Look through the material beneath and copy each line with the word "RelaxNgSchema".

Exercise data section start

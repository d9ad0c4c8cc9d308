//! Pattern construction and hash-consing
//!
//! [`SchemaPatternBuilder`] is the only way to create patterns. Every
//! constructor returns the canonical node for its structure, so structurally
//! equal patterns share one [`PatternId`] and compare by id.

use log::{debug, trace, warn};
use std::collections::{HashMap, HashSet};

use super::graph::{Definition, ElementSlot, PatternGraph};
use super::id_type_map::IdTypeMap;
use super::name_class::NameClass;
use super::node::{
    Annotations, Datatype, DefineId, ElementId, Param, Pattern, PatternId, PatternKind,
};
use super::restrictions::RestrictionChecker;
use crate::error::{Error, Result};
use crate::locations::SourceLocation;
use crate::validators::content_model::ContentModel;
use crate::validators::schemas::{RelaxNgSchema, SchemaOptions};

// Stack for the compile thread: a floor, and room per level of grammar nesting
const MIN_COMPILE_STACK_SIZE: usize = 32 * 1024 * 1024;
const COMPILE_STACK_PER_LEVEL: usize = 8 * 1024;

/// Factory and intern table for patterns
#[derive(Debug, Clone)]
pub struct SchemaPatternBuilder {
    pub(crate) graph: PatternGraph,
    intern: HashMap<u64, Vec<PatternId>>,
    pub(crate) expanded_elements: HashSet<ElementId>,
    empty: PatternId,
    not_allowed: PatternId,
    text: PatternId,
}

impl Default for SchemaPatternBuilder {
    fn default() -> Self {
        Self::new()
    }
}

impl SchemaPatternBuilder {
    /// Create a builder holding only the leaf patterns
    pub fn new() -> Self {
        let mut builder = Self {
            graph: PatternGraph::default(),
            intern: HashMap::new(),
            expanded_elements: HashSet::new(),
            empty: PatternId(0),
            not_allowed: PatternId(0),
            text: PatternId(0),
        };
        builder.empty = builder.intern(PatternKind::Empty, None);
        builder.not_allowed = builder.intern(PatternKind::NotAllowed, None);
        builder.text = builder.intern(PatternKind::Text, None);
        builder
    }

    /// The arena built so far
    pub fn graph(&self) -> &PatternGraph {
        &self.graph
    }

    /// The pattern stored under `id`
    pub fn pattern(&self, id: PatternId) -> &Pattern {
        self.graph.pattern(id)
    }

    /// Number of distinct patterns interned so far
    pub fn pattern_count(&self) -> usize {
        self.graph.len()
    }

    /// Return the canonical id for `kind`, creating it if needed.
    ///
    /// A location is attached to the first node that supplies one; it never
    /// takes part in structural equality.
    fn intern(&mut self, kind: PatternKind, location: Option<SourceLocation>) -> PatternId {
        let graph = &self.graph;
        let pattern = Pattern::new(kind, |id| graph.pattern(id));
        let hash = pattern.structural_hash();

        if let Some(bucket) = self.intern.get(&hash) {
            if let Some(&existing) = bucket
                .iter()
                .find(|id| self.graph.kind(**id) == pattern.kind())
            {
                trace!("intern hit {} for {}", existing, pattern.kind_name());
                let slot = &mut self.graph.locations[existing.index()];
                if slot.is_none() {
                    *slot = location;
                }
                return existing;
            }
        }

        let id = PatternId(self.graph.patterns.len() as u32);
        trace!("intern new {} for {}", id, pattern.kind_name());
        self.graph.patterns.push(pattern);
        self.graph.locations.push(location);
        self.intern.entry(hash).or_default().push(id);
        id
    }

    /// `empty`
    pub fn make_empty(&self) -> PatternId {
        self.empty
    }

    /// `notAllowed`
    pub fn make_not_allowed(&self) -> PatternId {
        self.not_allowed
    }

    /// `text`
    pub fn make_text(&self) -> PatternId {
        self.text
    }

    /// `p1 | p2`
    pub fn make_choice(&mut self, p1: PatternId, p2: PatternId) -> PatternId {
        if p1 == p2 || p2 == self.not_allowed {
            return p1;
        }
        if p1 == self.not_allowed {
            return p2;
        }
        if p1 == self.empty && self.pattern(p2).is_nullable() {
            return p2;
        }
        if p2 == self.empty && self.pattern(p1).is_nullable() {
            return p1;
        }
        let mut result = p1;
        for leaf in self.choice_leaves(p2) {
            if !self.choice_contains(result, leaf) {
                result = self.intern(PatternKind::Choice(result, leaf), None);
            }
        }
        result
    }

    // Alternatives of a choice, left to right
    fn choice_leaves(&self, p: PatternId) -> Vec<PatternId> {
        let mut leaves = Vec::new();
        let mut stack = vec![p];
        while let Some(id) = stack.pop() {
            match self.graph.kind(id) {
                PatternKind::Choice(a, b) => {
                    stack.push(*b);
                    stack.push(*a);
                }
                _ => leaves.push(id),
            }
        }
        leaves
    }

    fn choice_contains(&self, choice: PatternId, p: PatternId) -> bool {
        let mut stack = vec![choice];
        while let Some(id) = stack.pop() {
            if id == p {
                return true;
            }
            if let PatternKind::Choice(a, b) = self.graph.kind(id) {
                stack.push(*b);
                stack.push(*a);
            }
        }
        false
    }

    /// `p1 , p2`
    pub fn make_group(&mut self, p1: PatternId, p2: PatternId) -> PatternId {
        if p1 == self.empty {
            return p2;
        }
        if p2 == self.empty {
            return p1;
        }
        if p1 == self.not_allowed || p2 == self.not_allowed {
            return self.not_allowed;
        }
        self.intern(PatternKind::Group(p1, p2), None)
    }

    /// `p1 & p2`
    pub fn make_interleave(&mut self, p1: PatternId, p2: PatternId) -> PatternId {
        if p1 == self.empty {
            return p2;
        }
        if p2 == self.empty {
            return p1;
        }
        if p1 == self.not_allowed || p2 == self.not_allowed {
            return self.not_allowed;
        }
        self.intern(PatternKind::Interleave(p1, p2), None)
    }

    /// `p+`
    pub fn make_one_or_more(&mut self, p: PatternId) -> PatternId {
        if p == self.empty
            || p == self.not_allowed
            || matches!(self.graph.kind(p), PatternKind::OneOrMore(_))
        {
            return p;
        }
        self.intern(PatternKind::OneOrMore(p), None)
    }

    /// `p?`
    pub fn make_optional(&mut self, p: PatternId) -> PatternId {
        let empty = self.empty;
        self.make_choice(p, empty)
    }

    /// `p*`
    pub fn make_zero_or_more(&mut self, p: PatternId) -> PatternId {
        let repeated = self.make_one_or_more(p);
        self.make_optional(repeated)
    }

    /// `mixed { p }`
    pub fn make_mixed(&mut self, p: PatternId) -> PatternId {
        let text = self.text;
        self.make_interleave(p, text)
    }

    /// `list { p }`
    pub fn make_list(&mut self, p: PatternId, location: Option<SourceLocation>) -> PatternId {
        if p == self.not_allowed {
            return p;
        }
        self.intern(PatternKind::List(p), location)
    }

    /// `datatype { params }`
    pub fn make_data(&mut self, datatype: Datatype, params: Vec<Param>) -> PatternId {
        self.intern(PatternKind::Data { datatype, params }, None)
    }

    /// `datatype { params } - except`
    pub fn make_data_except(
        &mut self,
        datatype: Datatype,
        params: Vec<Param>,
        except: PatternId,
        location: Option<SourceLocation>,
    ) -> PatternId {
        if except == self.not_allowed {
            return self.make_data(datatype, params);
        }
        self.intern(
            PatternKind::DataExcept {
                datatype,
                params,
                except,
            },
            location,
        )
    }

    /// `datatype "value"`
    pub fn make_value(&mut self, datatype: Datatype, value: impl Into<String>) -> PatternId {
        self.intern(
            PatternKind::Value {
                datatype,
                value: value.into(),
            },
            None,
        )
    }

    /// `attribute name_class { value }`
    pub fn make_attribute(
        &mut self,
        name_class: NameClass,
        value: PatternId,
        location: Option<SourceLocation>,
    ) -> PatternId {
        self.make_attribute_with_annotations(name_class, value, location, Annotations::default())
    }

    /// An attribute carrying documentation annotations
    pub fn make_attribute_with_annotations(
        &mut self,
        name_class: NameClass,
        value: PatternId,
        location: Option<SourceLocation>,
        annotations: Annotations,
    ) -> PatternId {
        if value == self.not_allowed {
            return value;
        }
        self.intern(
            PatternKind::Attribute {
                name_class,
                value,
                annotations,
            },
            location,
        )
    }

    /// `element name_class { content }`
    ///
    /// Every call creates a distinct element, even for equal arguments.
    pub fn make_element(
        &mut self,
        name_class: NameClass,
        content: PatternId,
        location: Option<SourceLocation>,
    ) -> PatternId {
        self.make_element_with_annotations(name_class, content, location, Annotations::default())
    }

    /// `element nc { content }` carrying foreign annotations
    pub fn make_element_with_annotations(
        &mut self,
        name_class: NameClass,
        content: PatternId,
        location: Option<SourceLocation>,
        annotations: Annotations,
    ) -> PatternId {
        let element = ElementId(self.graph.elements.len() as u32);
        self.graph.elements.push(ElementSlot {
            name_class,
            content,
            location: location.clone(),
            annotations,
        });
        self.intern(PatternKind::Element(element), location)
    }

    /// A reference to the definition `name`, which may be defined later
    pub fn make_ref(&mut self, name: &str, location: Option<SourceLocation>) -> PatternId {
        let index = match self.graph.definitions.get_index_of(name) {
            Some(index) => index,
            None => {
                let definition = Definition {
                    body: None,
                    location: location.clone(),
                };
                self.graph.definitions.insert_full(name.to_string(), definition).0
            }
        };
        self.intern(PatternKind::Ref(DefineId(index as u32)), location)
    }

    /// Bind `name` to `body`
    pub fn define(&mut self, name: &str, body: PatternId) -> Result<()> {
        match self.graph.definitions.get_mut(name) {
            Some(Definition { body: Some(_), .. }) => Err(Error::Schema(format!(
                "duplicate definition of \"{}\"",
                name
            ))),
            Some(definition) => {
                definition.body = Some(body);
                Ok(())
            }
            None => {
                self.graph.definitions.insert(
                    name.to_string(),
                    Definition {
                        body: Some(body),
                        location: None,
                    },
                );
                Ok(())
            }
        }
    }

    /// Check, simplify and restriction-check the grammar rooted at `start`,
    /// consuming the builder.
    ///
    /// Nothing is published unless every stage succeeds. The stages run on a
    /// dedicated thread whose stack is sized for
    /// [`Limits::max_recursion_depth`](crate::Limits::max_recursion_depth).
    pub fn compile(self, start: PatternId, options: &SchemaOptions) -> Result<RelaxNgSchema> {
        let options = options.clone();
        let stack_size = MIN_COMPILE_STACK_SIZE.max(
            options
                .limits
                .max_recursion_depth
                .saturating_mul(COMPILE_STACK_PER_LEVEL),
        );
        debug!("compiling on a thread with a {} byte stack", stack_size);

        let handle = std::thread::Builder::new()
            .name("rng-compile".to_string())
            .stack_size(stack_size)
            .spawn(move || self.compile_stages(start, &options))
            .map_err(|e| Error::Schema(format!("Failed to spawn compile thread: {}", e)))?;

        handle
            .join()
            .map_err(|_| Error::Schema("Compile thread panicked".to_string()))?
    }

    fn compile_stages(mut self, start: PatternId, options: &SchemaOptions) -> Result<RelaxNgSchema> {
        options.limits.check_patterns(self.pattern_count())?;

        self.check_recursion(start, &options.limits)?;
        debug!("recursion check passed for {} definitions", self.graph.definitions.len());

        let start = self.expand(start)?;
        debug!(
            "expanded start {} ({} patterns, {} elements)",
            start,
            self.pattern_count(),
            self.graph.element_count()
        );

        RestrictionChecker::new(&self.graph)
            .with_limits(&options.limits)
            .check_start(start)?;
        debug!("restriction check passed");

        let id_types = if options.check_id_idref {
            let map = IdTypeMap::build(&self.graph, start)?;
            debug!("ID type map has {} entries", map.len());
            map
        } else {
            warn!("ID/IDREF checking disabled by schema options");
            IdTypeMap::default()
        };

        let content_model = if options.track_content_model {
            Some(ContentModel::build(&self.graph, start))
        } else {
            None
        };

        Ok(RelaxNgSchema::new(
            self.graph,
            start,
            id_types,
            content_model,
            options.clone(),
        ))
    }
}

Exercise data section end

- _The completed task_
use crate::validators::schemas::{RelaxNgSchema, SchemaOptions};
    pub fn compile(self, start: PatternId, options: &SchemaOptions) -> Result<RelaxNgSchema> {
    fn compile_stages(mut self, start: PatternId, options: &SchemaOptions) -> Result<RelaxNgSchema> {
        Ok(RelaxNgSchema::new(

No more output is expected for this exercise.